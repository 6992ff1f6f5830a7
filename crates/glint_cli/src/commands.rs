//! CLI command implementations.

use std::fmt;
use std::fs::File;
use std::io::BufWriter;
use std::path::{Path, PathBuf};
use std::time::{Duration, Instant};

use anyhow::{Context, Result};
use glint_core::{LoadedMesh, Mesh, ObjLoader, Scene};
use glint_math::Vec3;
use glint_renderer::{render_with_cancel, CancelToken, ImageBuffer, RenderConfig};

/// Arguments of `glint render`.
pub struct RenderArgs {
    pub mesh: PathBuf,
    pub output: PathBuf,
    pub width: Option<u32>,
    pub height: Option<u32>,
    pub config: Option<PathBuf>,
    pub serial: bool,
    pub deadline_ms: Option<u64>,
}

/// Render a mesh file to an image.
pub fn render(args: RenderArgs) -> Result<()> {
    let mut config = match &args.config {
        Some(path) => RenderConfig::from_json_file(path)
            .with_context(|| format!("Failed to load render config {}", path.display()))?,
        None => RenderConfig::default(),
    };
    if let Some(width) = args.width {
        config.width = width;
    }
    if let Some(height) = args.height {
        config.height = height;
    }
    if args.serial {
        config.parallel = false;
    }

    let mut scene = config.configure_scene(Scene::new(Mesh::empty()));
    if let Err(e) = scene.load_mesh(&ObjLoader::default(), &args.mesh) {
        log::warn!("{e}; rendering without a mesh");
    }

    let cancel = match args.deadline_ms {
        Some(ms) => CancelToken::with_timeout(Duration::from_millis(ms)),
        None => CancelToken::new(),
    };

    println!(
        "Rendering {}x{} ({} faces)...",
        config.width,
        config.height,
        scene.mesh().face_count()
    );
    let start = Instant::now();
    let image = render_with_cancel(&scene, &config, &cancel)?;
    println!("Rendered in {:?}", start.elapsed());

    save_image(&image, &args.output)
        .with_context(|| format!("Failed to write {}", args.output.display()))?;
    println!("Saved to {}", args.output.display());

    Ok(())
}

fn save_image(image: &ImageBuffer, path: &Path) -> Result<()> {
    let is_png = path
        .extension()
        .is_some_and(|ext| ext.eq_ignore_ascii_case("png"));

    if is_png {
        image.save_png(path)?;
    } else {
        image.write_ppm(BufWriter::new(File::create(path)?))?;
    }
    Ok(())
}

/// Print statistics about a mesh file.
pub fn inspect(path: &Path) -> Result<()> {
    let loaded = ObjLoader::default()
        .load(path)
        .with_context(|| format!("Failed to load mesh {}", path.display()))?;

    println!("Glint Mesh Inspector");
    println!("────────────────────");
    println!("File:         {}", path.display());
    print!("{}", MeshReport::new(&loaded));
    Ok(())
}

/// Summary of a loaded mesh.
#[derive(Debug, Clone, PartialEq)]
pub struct MeshReport {
    pub vertices: usize,
    pub faces: usize,
    pub flipped_faces: usize,
    pub skipped_lines: usize,
    /// Faces with zero area
    pub degenerate_faces: usize,
    /// Vertices no face refers to
    pub isolated_vertices: usize,
    pub bounds: Option<(Vec3, Vec3)>,
}

impl MeshReport {
    pub fn new(loaded: &LoadedMesh) -> Self {
        let mesh = &loaded.mesh;

        let mut referenced = vec![false; mesh.vertex_count()];
        for face in mesh.faces() {
            for &i in &face.indices {
                referenced[i as usize] = true;
            }
        }

        Self {
            vertices: mesh.vertex_count(),
            faces: mesh.face_count(),
            flipped_faces: loaded.stats.flipped_faces,
            skipped_lines: loaded.stats.ignored_lines + loaded.stats.malformed_records,
            degenerate_faces: mesh
                .faces()
                .iter()
                .filter(|face| mesh.face_normal(face) == Vec3::ZERO)
                .count(),
            isolated_vertices: referenced.iter().filter(|&&used| !used).count(),
            bounds: mesh.bounds(),
        }
    }
}

impl fmt::Display for MeshReport {
    fn fmt(&self, f: &mut fmt::Formatter<'_>) -> fmt::Result {
        writeln!(f, "Vertices:     {}", self.vertices)?;
        writeln!(f, "Faces:        {}", self.faces)?;
        writeln!(f, "Flipped:      {}", self.flipped_faces)?;
        writeln!(f, "Skipped:      {} lines", self.skipped_lines)?;
        writeln!(f, "Degenerate:   {}", self.degenerate_faces)?;
        writeln!(f, "Isolated:     {}", self.isolated_vertices)?;
        match self.bounds {
            Some((min, max)) => writeln!(f, "Bounds:       {min} .. {max}"),
            None => writeln!(f, "Bounds:       (empty)"),
        }
    }
}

**Your instructions**
When you reach the line in the material above that holds "impl fmt::Display for", begin reproducing lines exactly, and stop after the line that holds "Some((min, max)) =>".

**Solved exercise**
impl fmt::Display for MeshReport {
    fn fmt(&self, f: &mut fmt::Formatter<'_>) -> fmt::Result {
        writeln!(f, "Vertices:     {}", self.vertices)?;
        writeln!(f, "Faces:        {}", self.faces)?;
        writeln!(f, "Flipped:      {}", self.flipped_faces)?;
        writeln!(f, "Skipped:      {} lines", self.skipped_lines)?;
        writeln!(f, "Degenerate:   {}", self.degenerate_faces)?;
        writeln!(f, "Isolated:     {}", self.isolated_vertices)?;
        match self.bounds {
            Some((min, max)) => writeln!(f, "Bounds:       {min} .. {max}"),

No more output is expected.